The magazine is the quarterly from the British guild of stickmakers You get one if you join the guild I think it costs £12 for seniors, It usually has very good articles in it a good read with plenty of hints and tips


----------



## cobalt (Nov 14, 2013)

Lol999 said:


> I'm going to try to be there, got something going on in Ashford in the water, a village near-ish. If you see a large chap, skinhead and tattoos then that is most likely me


if your going we could meet up have a coffee.so let me know

If you see a tall handsome chap then that's not me


----------



## Lol999 (Jul 4, 2016)

cobalt said:


> Lol999 said:
> 
> 
> > I'm going to try to be there, got something going on in Ashford in the water, a village near-ish. If you see a large chap, skinhead and tattoos then that is most likely me
> ...


I'll do my best. If you think you are in danger of being mugged - that's me. Seriously.
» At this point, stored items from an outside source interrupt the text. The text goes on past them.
use chrono::{DateTime, Utc};
use serde::{Deserialize, Serialize};

use super::models::StoryModel;

/// Epoch milliseconds on the wire. Clients send the value either as a JSON
/// number or as a numeric string; a non-numeric string is carried through
/// so the service can reject it as a validation failure.
#[derive(Debug, Clone, Deserialize)]
#[serde(untagged)]
pub enum EpochMillis {
    Number(i64),
    Text(String),
}

impl EpochMillis {
    pub fn as_millis(&self) -> Option<i64> {
        match self {
            Self::Number(ms) => Some(*ms),
            Self::Text(raw) => raw.parse().ok(),
        }
    }
}

impl From<i64> for EpochMillis {
    fn from(ms: i64) -> Self {
        Self::Number(ms)
    }
}

/// Request body for POST /add-travel-story. Fields are optional so missing
/// values surface as validation errors; `visitedDate` is epoch milliseconds.
#[derive(Debug, Default, Deserialize)]
#[serde(rename_all = "camelCase", default)]
pub struct AddStoryRequest {
    pub title: Option<String>,
    pub story: Option<String>,
    pub visited_location: Option<Vec<String>>,
    pub image_url: Option<String>,
    pub visited_date: Option<EpochMillis>,
}

/// Request body for PUT /edit-story/:id — partial patch semantics: only
/// supplied, non-empty fields are applied.
#[derive(Debug, Default, Deserialize)]
#[serde(rename_all = "camelCase", default)]
pub struct EditStoryRequest {
    pub title: Option<String>,
    pub story: Option<String>,
    pub visited_location: Option<Vec<String>>,
    pub image_url: Option<String>,
    pub visited_date: Option<EpochMillis>,
}

/// Request body for PUT /update-is-favourite/:id
#[derive(Debug, Deserialize)]
#[serde(rename_all = "camelCase")]
pub struct FavouriteRequest {
    pub is_favourite: bool,
}

/// Query parameters for GET /travel-stories/filter
#[derive(Debug, Default, Deserialize)]
#[serde(rename_all = "camelCase", default)]
pub struct FilterParams {
    pub start_date: Option<String>,
    pub end_date: Option<String>,
}

/// Public-facing story representation
#[derive(Debug, Serialize, Deserialize, PartialEq)]
#[serde(rename_all = "camelCase")]
pub struct StoryResponse {
    pub id: String,
    pub owner_id: String,
    pub title: String,
    pub story: String,
    pub visited_location: Vec<String>,
    pub image_url: String,
    pub visited_date: DateTime<Utc>,
    pub created_on: DateTime<Utc>,
    pub is_favourite: bool,
}

impl From<&StoryModel> for StoryResponse {
    fn from(story: &StoryModel) -> Self {
        Self {
            id: story.id.clone(),
            owner_id: story.owner_id.clone(),
            title: story.title.clone(),
            story: story.story.clone(),
            visited_location: story.visited_location.clone(),
            image_url: story.image_url.clone(),
            visited_date: story.visited_date,
            created_on: story.created_on,
            is_favourite: story.is_favourite,
        }
    }
}

/// Single-story response envelope
#[derive(Debug, Serialize, Deserialize)]
pub struct StoryEnvelope {
    pub story: StoryResponse,
    pub message: String,
}

/// Response for listing and filter endpoints
#[derive(Debug, Serialize, Deserialize)]
pub struct StoryListResponse {
    pub stories: Vec<StoryResponse>,
}
// Public API - what other modules can use
pub use handlers::{
    add_travel_story, delete_story, edit_story, filter_stories, get_all_stories,
    update_is_favourite,
};

// Internal modules
mod handlers;
pub mod models;
pub mod repository;
pub mod service;
pub mod types;
use axum::{
    extract::{Request, State},
    middleware::Next,
    response::Response,
};
use tracing::{debug, instrument, warn};

use super::types::AuthUser;
use crate::shared::{AppError, AppState};

/// Authentication middleware - validates the Authorization Bearer header and adds AuthUser to the request.
/// Usage: .route_layer(middleware::from_fn_with_state(app_state.clone(), session::require_auth))
/// Handlers can then extract Extension(auth): Extension<AuthUser>.
///
/// This is the single auth enforcement point: no handler behind it re-checks
/// tokens, and no repository operation is reachable without passing it except
/// account creation and login.
#[instrument(skip(state, req, next))]
pub async fn require_auth(
    State(state): State<AppState>,
    mut req: Request,
    next: Next,
) -> Result<Response, AppError> {
    let auth_header = req
        .headers()
        .get("Authorization")
        .and_then(|header| header.to_str().ok())
        .ok_or_else(|| {
            warn!("Missing Authorization header in request");
            AppError::InvalidToken("Missing authorization header".to_string())
        })?;

    let token = auth_header.strip_prefix("Bearer ").ok_or_else(|| {
        warn!("Invalid Authorization header format (expected Bearer token)");
        AppError::InvalidToken("Invalid authorization header format".to_string())
    })?;

    // Distinguished in the logs; the caller sees 401 either way.
    let user_id = match state.token_config.verify(token) {
        Ok(user_id) => user_id,
        Err(e) => {
            warn!("Token verification failed: {}", e);
            return Err(e);
        }
    };

    debug!(user_id = %user_id, "Authentication successful, adding identity to request");
    req.extensions_mut().insert(AuthUser { user_id });

    Ok(next.run(req).await)
}
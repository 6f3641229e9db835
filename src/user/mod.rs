// Public API - what other modules can use
pub use handlers::{create_account, get_user, login};

// Internal modules
mod handlers;
pub mod models;
pub mod repository;
pub mod service;
pub mod types;
use std::sync::Arc;
use tower_http::services::ServeDir;
use tracing::info;
use tracing_subscriber::{layer::SubscriberExt, util::SubscriberInitExt};

use travelog::images::store::LocalImageStore;
use travelog::session::token::TokenConfig;
use travelog::shared::{AppState, Clock, Config, SystemClock};
use travelog::story::repository::{
    InMemoryStoryRepository, PostgresStoryRepository, StoryRepository,
};
use travelog::user::repository::{InMemoryUserRepository, PostgresUserRepository, UserRepository};

#[tokio::main(flavor = "current_thread")]
async fn main() {
    dotenvy::dotenv().ok();

    // Initialize tracing
    tracing_subscriber::registry()
        .with(
            tracing_subscriber::EnvFilter::try_from_default_env()
                .unwrap_or_else(|_| "travelog=debug,tower_http=debug".into()),
        )
        .with(tracing_subscriber::fmt::layer())
        .init();

    info!("Starting travel journal server");

    // Configuration is read once here and passed down explicitly.
    let config = Config::from_env();

    let clock: Arc<dyn Clock> = Arc::new(SystemClock);
    let token_config = TokenConfig::new(config.token_secret.clone(), clock.clone());
    let image_store = Arc::new(LocalImageStore::new(
        config.uploads_dir.clone(),
        config.public_base_url.clone(),
    ));

    // Durable store: one process-wide connection, selected at startup.
    let (user_repository, story_repository): (
        Arc<dyn UserRepository + Send + Sync>,
        Arc<dyn StoryRepository + Send + Sync>,
    ) = match &config.database_url {
        Some(database_url) => {
            let pool = sqlx::PgPool::connect(database_url)
                .await
                .expect("Failed to connect to database");
            info!("Using PostgreSQL repositories");
            (
                Arc::new(PostgresUserRepository::new(pool.clone())),
                Arc::new(PostgresStoryRepository::new(pool)),
            )
        }
        None => {
            info!("DATABASE_URL not set, using in-memory repositories");
            (
                Arc::new(InMemoryUserRepository::new()),
                Arc::new(InMemoryStoryRepository::new()),
            )
        }
    };

    let app_state = AppState::new(
        user_repository,
        story_repository,
        image_store,
        token_config,
        clock,
    );

    let app = travelog::app(app_state)
        .nest_service("/uploads", ServeDir::new(&config.uploads_dir))
        .nest_service("/assets", ServeDir::new(&config.assets_dir));

    let listener = tokio::net::TcpListener::bind(&config.bind_addr)
        .await
        .unwrap();
    info!("Server running on http://{}", config.bind_addr);
    axum::serve(listener, app).await.unwrap();
}
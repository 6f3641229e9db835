use axum::{
    extract::{Multipart, Query, State},
    Json,
};
use serde::{Deserialize, Serialize};
use serde_json::json;
use tracing::instrument;

use crate::shared::{AppError, AppState};

/// Response for POST /image-upload
#[derive(Debug, Serialize, Deserialize)]
#[serde(rename_all = "camelCase")]
pub struct ImageUploadResponse {
    pub image_url: String,
}

/// Query parameters for DELETE /delete-image
#[derive(Debug, Default, Deserialize)]
#[serde(rename_all = "camelCase", default)]
pub struct DeleteImageParams {
    pub image_url: Option<String>,
}

/// POST /image-upload — accepts a multipart form with an "image" field.
#[instrument(name = "upload_image", skip(state, multipart))]
pub async fn upload_image(
    State(state): State<AppState>,
    mut multipart: Multipart,
) -> Result<Json<ImageUploadResponse>, AppError> {
    while let Some(field) = multipart
        .next_field()
        .await
        .map_err(|e| AppError::Validation(e.to_string()))?
    {
        if field.name() != Some("image") {
            continue;
        }

        let original_name = field.file_name().unwrap_or("upload.bin").to_string();
        let bytes = field
            .bytes()
            .await
            .map_err(|e| AppError::Validation(e.to_string()))?;

        let image_url = state.image_store.store(&bytes, &original_name).await?;
        return Ok(Json(ImageUploadResponse { image_url }));
    }

    Err(AppError::Validation("No image uploaded".to_string()))
}

/// DELETE /delete-image?imageUrl=..
#[instrument(name = "delete_image", skip(state))]
pub async fn delete_image(
    State(state): State<AppState>,
    Query(params): Query<DeleteImageParams>,
) -> Result<Json<serde_json::Value>, AppError> {
    let image_url = params
        .image_url
        .filter(|u| !u.is_empty())
        .ok_or_else(|| AppError::Validation("imageUrl parameter is required".to_string()))?;

    state.image_store.release(&image_url).await?;

    Ok(Json(json!({
        "message": "Image deleted successfully"
    })))
}
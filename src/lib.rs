// Library crate for the travel journal server
// This file exposes the public API for integration tests

pub mod images;
pub mod session;
pub mod shared;
pub mod story;
pub mod user;

// Re-export commonly used types for easier access in tests
pub use shared::{AppError, AppState};

use axum::{
    middleware,
    routing::{delete, get, post, put},
    Router,
};
use tower_http::{cors::CorsLayer, trace::TraceLayer};

/// Builds the API router. The auth middleware wraps every route except
/// account creation, login, and the image endpoints; it is the single
/// enforcement point for session tokens.
pub fn app(state: AppState) -> Router {
    let protected = Router::new()
        .route("/get-user", get(user::get_user))
        .route("/add-travel-story", post(story::add_travel_story))
        .route("/get-all-stories", get(story::get_all_stories))
        .route("/travel-stories/filter", get(story::filter_stories))
        .route("/edit-story/:id", put(story::edit_story))
        .route("/update-is-favourite/:id", put(story::update_is_favourite))
        .route("/delete-story/:id", delete(story::delete_story))
        .route_layer(middleware::from_fn_with_state(
            state.clone(),
            session::require_auth,
        ));

    let public = Router::new()
        .route("/create-account", post(user::create_account))
        .route("/login", post(user::login))
        .route("/image-upload", post(images::upload_image))
        .route("/delete-image", delete(images::delete_image));

    Router::new()
        .merge(public)
        .merge(protected)
        .layer(TraceLayer::new_for_http())
        .layer(CorsLayer::permissive())
        .with_state(state)
}
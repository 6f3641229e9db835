use chrono::{DateTime, Utc};
use sqlx::FromRow;
use uuid::Uuid;

/// Database model for the travel stories collection
#[derive(Debug, Clone, PartialEq, FromRow)]
pub struct StoryModel {
    pub id: String, // UUID v4 as string
    pub owner_id: String,
    pub title: String,
    pub story: String,
    pub visited_location: Vec<String>,
    pub image_url: String,
    pub visited_date: DateTime<Utc>,
    pub created_on: DateTime<Utc>, // set at creation, immutable
    pub is_favourite: bool,
}

impl StoryModel {
    /// Creates a new story model with a generated id and `is_favourite`
    /// defaulting to false. `created_on` comes from the caller's clock,
    /// never from request input.
    pub fn new(
        owner_id: String,
        title: String,
        story: String,
        visited_location: Vec<String>,
        image_url: String,
        visited_date: DateTime<Utc>,
        created_on: DateTime<Utc>,
    ) -> Self {
        Self {
            id: Uuid::new_v4().to_string(),
            owner_id,
            title,
            story,
            visited_location,
            image_url,
            visited_date,
            created_on,
            is_favourite: false,
        }
    }
}
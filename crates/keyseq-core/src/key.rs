//! # Key Evaluator
//!
//! Turns a `Key` description into the string that partitions the counter
//! space. Each distinct string has its own independent sequence.
//!
//! ```text
//! ["repositories", path("repository"), "issues"]  --"."-->  "repositories.17.issues"
//! ```
//!
//! Evaluation is a closed recursion over four variants; nothing is inferred
//! from runtime types.

use crate::primitives::PATH_SEPARATOR;
use crate::{Attribute, Entity, SequenceError};
use std::fmt;
use std::sync::Arc;

/// A computed key segment: called once with the entity, its result is
/// evaluated in turn.
pub type KeyFn = Arc<dyn Fn(&dyn Entity) -> Key + Send + Sync>;

/// Description of a sequence key.
#[derive(Clone)]
pub enum Key {
    /// A fixed segment.
    Literal(String),
    /// An attribute path on the entity, following relations.
    /// A related entity renders as its primary key.
    Path(Vec<String>),
    /// A segment computed from the entity.
    Computed(KeyFn),
    /// Segments evaluated left to right and joined with the separator.
    Composite(Vec<Key>),
}

impl Key {
    #[must_use]
    pub fn literal(value: impl Into<String>) -> Self {
        Self::Literal(value.into())
    }

    /// Attribute path; `"repository.owner"` follows `repository` then reads `owner`.
    #[must_use]
    pub fn path(dotted: &str) -> Self {
        Self::Path(dotted.split(PATH_SEPARATOR).map(str::to_string).collect())
    }

    #[must_use]
    pub fn computed(f: impl Fn(&dyn Entity) -> Key + Send + Sync + 'static) -> Self {
        Self::Computed(Arc::new(f))
    }

    #[must_use]
    pub fn composite(parts: impl IntoIterator<Item = Key>) -> Self {
        Self::Composite(parts.into_iter().collect())
    }
}

impl fmt::Debug for Key {
    fn fmt(&self, f: &mut fmt::Formatter<'_>) -> fmt::Result {
        match self {
            Self::Literal(s) => f.debug_tuple("Literal").field(s).finish(),
            Self::Path(p) => f.debug_tuple("Path").field(&p.join(".")).finish(),
            Self::Computed(_) => f.write_str("Computed(..)"),
            Self::Composite(parts) => f.debug_tuple("Composite").field(parts).finish(),
        }
    }
}

impl From<&str> for Key {
    fn from(value: &str) -> Self {
        Self::Literal(value.to_string())
    }
}

impl From<String> for Key {
    fn from(value: String) -> Self {
        Self::Literal(value)
    }
}

impl From<i64> for Key {
    fn from(value: i64) -> Self {
        Self::Literal(value.to_string())
    }
}

impl From<u64> for Key {
    fn from(value: u64) -> Self {
        Self::Literal(value.to_string())
    }
}

impl From<Vec<Key>> for Key {
    fn from(parts: Vec<Key>) -> Self {
        Self::Composite(parts)
    }
}

// =============================================================================
// EVALUATOR
// =============================================================================

/// Stateless key evaluation.
pub struct KeyEvaluator;

impl KeyEvaluator {
    /// Evaluate an optional key. `None` means "no key": the caller skips
    /// allocation.
    pub fn evaluate(
        entity: &dyn Entity,
        key: Option<&Key>,
        separator: &str,
    ) -> Result<Option<String>, SequenceError> {
        key.map(|k| Self::evaluate_key(entity, k, separator))
            .transpose()
    }

    /// Evaluate a key to its string form.
    pub fn evaluate_key(
        entity: &dyn Entity,
        key: &Key,
        separator: &str,
    ) -> Result<String, SequenceError> {
        match key {
            Key::Literal(s) => Ok(s.clone()),
            Key::Path(path) => Self::resolve_path(entity, path),
            Key::Computed(f) => Self::evaluate_key(entity, &f(entity), separator),
            Key::Composite(parts) => {
                let segments = parts
                    .iter()
                    .map(|part| Self::evaluate_key(entity, part, separator))
                    .collect::<Result<Vec<_>, _>>()?;
                Ok(segments.join(separator))
            }
        }
    }

    fn resolve_path(entity: &dyn Entity, path: &[String]) -> Result<String, SequenceError> {
        let unresolved = || SequenceError::AttributeResolution {
            entity_type: entity.entity_type().to_string(),
            path: path.join("."),
        };

        let (last, relations) = path.split_last().ok_or_else(unresolved)?;

        let mut related: Option<Arc<dyn Entity>> = None;
        for name in relations {
            let current: &dyn Entity = match &related {
                Some(r) => r.as_ref(),
                None => entity,
            };
            match current.attribute(name) {
                Some(Attribute::Related(next)) => related = Some(next),
                _ => return Err(unresolved()),
            }
        }

        let current: &dyn Entity = match &related {
            Some(r) => r.as_ref(),
            None => entity,
        };
        match current.attribute(last) {
            Some(Attribute::Value(value)) => Ok(value.to_string()),
            Some(Attribute::Related(target)) => Ok(target.primary_key().to_string()),
            None => Err(unresolved()),
        }
    }
}

// =============================================================================
// TESTS
// =============================================================================
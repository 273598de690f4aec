//! # Stored Row Formats
//!
//! Byte encoding for rows written to a storage backend.

pub mod persistence;

pub use persistence::{MAX_ROW_SIZE, decode_row, encode_row};
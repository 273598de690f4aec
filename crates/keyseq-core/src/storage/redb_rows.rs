//! # redb-backed Row Storage
//!
//! Committed rows persisted in a redb embedded database, providing:
//! - ACID commits (each transaction's write buffer is one redb write)
//! - Crash safety (copy-on-write B-trees)
//! - MVCC reads that never block on a commit in progress
//!
//! redb itself allows a single writer at a time. Row locks are held above
//! this layer for the whole lifetime of a transaction, and redb's writer is
//! only taken for the short batch apply at commit, so transactions on
//! different keys still proceed independently.

use super::WriteOp;
use crate::SequenceError;
use redb::{Database, ReadableDatabase, ReadableTableMetadata, TableDefinition};
use std::path::Path;

/// Table for all rows: (table name, row key) -> encoded row bytes
const ROWS: TableDefinition<(&str, &str), &[u8]> = TableDefinition::new("rows");

fn io_error(e: impl std::fmt::Display) -> SequenceError {
    SequenceError::IoError(e.to_string())
}

/// Committed rows stored in redb.
pub struct RedbRows {
    db: Database,
}

impl std::fmt::Debug for RedbRows {
    fn fmt(&self, f: &mut std::fmt::Formatter<'_>) -> std::fmt::Result {
        f.debug_struct("RedbRows")
            .field("row_count", &self.len().ok())
            .finish_non_exhaustive()
    }
}

impl RedbRows {
    /// Open or create a row database at the given path.
    pub fn open(path: impl AsRef<Path>) -> Result<Self, SequenceError> {
        let db = Database::create(path.as_ref()).map_err(io_error)?;

        // Initialize the table if it doesn't exist
        {
            let write_txn = db.begin_write().map_err(io_error)?;
            let _ = write_txn.open_table(ROWS).map_err(io_error)?;
            write_txn.commit().map_err(io_error)?;
        }

        Ok(Self { db })
    }

    /// Compact the database file.
    pub fn compact(&mut self) -> Result<(), SequenceError> {
        self.db.compact().map_err(io_error)?;
        Ok(())
    }

    /// Total number of stored rows across all tables.
    pub fn len(&self) -> Result<u64, SequenceError> {
        let read_txn = self.db.begin_read().map_err(io_error)?;
        let table = read_txn.open_table(ROWS).map_err(io_error)?;
        table.len().map_err(io_error)
    }

    /// Check if no rows are stored.
    pub fn is_empty(&self) -> Result<bool, SequenceError> {
        Ok(self.len()? == 0)
    }

    pub fn get(&self, table: &str, key: &str) -> Result<Option<Vec<u8>>, SequenceError> {
        let read_txn = self.db.begin_read().map_err(io_error)?;
        let rows = read_txn.open_table(ROWS).map_err(io_error)?;
        let value = rows
            .get((table, key))
            .map_err(io_error)?
            .map(|v| v.value().to_vec());
        Ok(value)
    }

    pub fn scan(&self, table: &str) -> Result<Vec<(String, Vec<u8>)>, SequenceError> {
        let read_txn = self.db.begin_read().map_err(io_error)?;
        let rows = read_txn.open_table(ROWS).map_err(io_error)?;

        let mut out = Vec::new();
        for entry in rows.range((table, "")..).map_err(io_error)? {
            let (key, value) = entry.map_err(io_error)?;
            let (row_table, row_key) = key.value();
            if row_table != table {
                break;
            }
            out.push((row_key.to_string(), value.value().to_vec()));
        }
        Ok(out)
    }

    /// Apply a write batch in a single redb transaction.
    pub fn apply(&self, ops: &[WriteOp]) -> Result<(), SequenceError> {
        let write_txn = self.db.begin_write().map_err(io_error)?;
        {
            let mut rows = write_txn.open_table(ROWS).map_err(io_error)?;
            for op in ops {
                match op {
                    WriteOp::Put { table, key, bytes } => {
                        rows.insert((table.as_str(), key.as_str()), bytes.as_slice())
                            .map_err(io_error)?;
                    }
                    WriteOp::Delete { table, key } => {
                        rows.remove((table.as_str(), key.as_str()))
                            .map_err(io_error)?;
                    }
                }
            }
        }
        write_txn.commit().map_err(io_error)?;
        Ok(())
    }
}

// =============================================================================
// TESTS
// =============================================================================
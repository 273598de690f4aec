//! # Row Storage Backends
//!
//! Committed rows live in one of two backends:
//! - `InMemory`: `BTreeMap` rows (fast, volatile)
//! - `Persistent`: a single redb table (ACID, on disk)
//!
//! Backends only store committed bytes keyed by `(table, key)`. Locking,
//! write buffering and constraint checks happen in `database`, so both
//! backends give identical transactional behavior.

pub mod memory;
pub mod redb_rows;

pub use memory::MemoryRows;
pub use redb_rows::RedbRows;

use crate::SequenceError;

/// One buffered write, applied at commit.
#[derive(Debug, Clone, PartialEq, Eq)]
pub enum WriteOp {
    Put {
        table: String,
        key: String,
        bytes: Vec<u8>,
    },
    Delete {
        table: String,
        key: String,
    },
}

/// The committed row store beneath a `Database`.
#[derive(Debug)]
pub enum StorageBackend {
    /// In-memory rows (fast, volatile).
    InMemory(MemoryRows),
    /// Disk-backed rows using redb (ACID, persistent).
    Persistent(RedbRows),
}

impl Default for StorageBackend {
    fn default() -> Self {
        Self::InMemory(MemoryRows::new())
    }
}

impl StorageBackend {
    /// Read one committed row.
    pub fn get(&self, table: &str, key: &str) -> Result<Option<Vec<u8>>, SequenceError> {
        match self {
            Self::InMemory(rows) => Ok(rows.get(table, key)),
            Self::Persistent(rows) => rows.get(table, key),
        }
    }

    /// All committed rows of `table`, ordered by key.
    pub fn scan(&self, table: &str) -> Result<Vec<(String, Vec<u8>)>, SequenceError> {
        match self {
            Self::InMemory(rows) => Ok(rows.scan(table)),
            Self::Persistent(rows) => rows.scan(table),
        }
    }

    /// Apply a batch of writes atomically.
    pub fn apply(&self, ops: &[WriteOp]) -> Result<(), SequenceError> {
        if ops.is_empty() {
            return Ok(());
        }
        match self {
            Self::InMemory(rows) => {
                rows.apply(ops);
                Ok(())
            }
            Self::Persistent(rows) => rows.apply(ops),
        }
    }

    /// Check if rows are stored on disk.
    #[must_use]
    pub fn is_persistent(&self) -> bool {
        matches!(self, Self::Persistent(_))
    }
}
I have a face for Crimewatch.


----------



## cobalt (Nov 14, 2013)

Hope to pick up some wood and ferules at the show and will try not to get any more tools . but will check out equipment for bulking rams horn going with the wife so i hope she will enjoy it . will also check on new books out on the subject . Will get some photos on the competition sticks I hope . so will post them on line for others unable to get there

enjoy you stickmaking and have fun


----------



## Gloops (Jan 23, 2015)

Have now seen your post in the current issue of Stickmaker magazine Randy, you have shown some nice looking sticks and they gave you a good Header, well done


----------